可如今,關東聯軍,就是一盤散沙,不管是那一次征戰,都是這樣。
「孤何嘗不知道!」
曹操有些嘆氣:「天下人心不齊,自不可一戰,可即使如此,終究還是有些作用力了,在大勢之下,最少能壓一壓他們的士氣!」
「希望吧!」
郭嘉眸子細眯起來:「就怕聯軍內訌!」
「應該不至於!」
曹操道:「孤不在關中,袁本初不至於忌憚夏侯淵的幾萬兵馬,至於燕軍,燕軍南下,應該是有圖謀的,不過不到不得已的地步,他們也不敢亂來,劉皇叔這個人,愛面子,他丟不得的是面子!」
曹操倒是把劉備給研究的比較透徹,劉備此人,落魄無數次,卻能把自己的聲譽維持的很好,這就說明他的韌勁和忍讓力都是絕頂的。
「報!」
這時候,營帳外面,一個從虎牢關而拿下的傳令兵,氣喘吁吁跳下馬背,跪在門前稟報:「關中奏報!」
「呈上來!」
曹操和郭嘉對視一眼,他們等了許久的消息,總算是來了,這讓他們更加迫不及待起來了。
………………………………
而曹操收到來自關中的奏報,幾個時辰之前,景武司已經把消息傳到了明王牧景的手中。
這讓牧景十分震撼了。
他甚至有點不敢相信。
「是他們報錯了,還是孤看錯了?」牧景看著手裡面,三封信函,一封是來自張遼,一封是來自戲志才,一封是來自景武司的密函。

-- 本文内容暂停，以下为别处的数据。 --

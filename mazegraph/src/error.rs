use std::{error, fmt::Display, io};

use crate::maze::Position;

/// Which of the two required markers a maze is missing
#[derive(Debug, Clone, Copy, PartialEq, Eq)]
pub enum Marker {
    Start,
    Goal,
}

impl Display for Marker {
    fn fmt(&self, f: &mut std::fmt::Formatter<'_>) -> std::fmt::Result {
        write!(
            f,
            "{}",
            match self {
                Marker::Start => "start (S)",
                Marker::Goal => "goal (G)",
            }
        )
    }
}

#[derive(Debug)]
pub enum MazeError {
    Io(io::Error),
    MalformedCharacter { position: Position, found: char },
    MissingMarkers(Vec<Marker>),
}

impl Display for MazeError {
    fn fmt(&self, f: &mut std::fmt::Formatter<'_>) -> std::fmt::Result {
        match self {
            MazeError::Io(e) => write!(f, "Failed to read maze: {}", e),
            MazeError::MalformedCharacter { position, found } => write!(
                f,
                "Unexpected character {:?} at row {}, column {}",
                found, position.row, position.col
            ),
            MazeError::MissingMarkers(markers) => {
                write!(f, "Maze can't be searched, it has no ")?;
                for (i, marker) in markers.iter().enumerate() {
                    if i > 0 {
                        write!(f, " and no ")?;
                    }
                    write!(f, "{}", marker)?;
                }
                Ok(())
            }
        }
    }
}

impl error::Error for MazeError {
    fn source(&self) -> Option<&(dyn error::Error + 'static)> {
        match self {
            MazeError::Io(e) => Some(e),
            _ => None,
        }
    }
}

impl From<io::Error> for MazeError {
    fn from(value: io::Error) -> Self {
        MazeError::Io(value)
    }
}
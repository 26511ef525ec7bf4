//! Turns text mazes into graphs and finds a way from the start cell to the goal cell with
//! depth-first and breadth-first search.

pub mod build;
pub mod error;
pub mod graph;
pub mod maze;
pub mod render;
pub mod search;
pub mod util;

pub use build::SearchInput;
pub use error::{Marker, MazeError};
pub use graph::{Graph, ListGraph, MatrixGraph, NodeId};
pub use maze::{CellKind, Maze, MazeGrid, Position};
pub use render::NodeMarked;
pub use search::{bfs, dfs, PathFinder, PathFinderState, PathResult, Queue, Stack, Strategy};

三封密函幾乎是同時抵達了,來自三個不一樣的傳令兵,他們都是從關中傳訊下來了,但是走的是不一樣的渠道。
本來景武司應該更快抵達了,但是應為中間出了一點意外,景武司從關中南下的渠道,應為武關這個環節,受到的破壞,所以導致消息慢了一天,這才和張遼和戲志才的密函同時抵達。
「一封錯,不可能三封都錯了!」
張任站在牧景身邊,也忍不住嘆了一口氣,輕聲的道:「戲參政和張將軍,聯手之下形成的戰鬥力,是非同一般的!」
他自問自己的沒辦法給出這麼一張成績單了。
這一刻,他倒是感受到了自己和張遼之間差距。
他張任是戰場上的善於指揮的,和戲志才不是一個路子,戲志才是策劃戰略,更多是出謀劃策,在指揮上,肯定不足。
但是張遼卻和他走了是一個路子,他們都是將帥之才,然而張遼做得到了,他卻未必能做得到。
這麼大一場戰役,張遼指揮如同臂膀,單單是這一份功力,他都有些比不上了。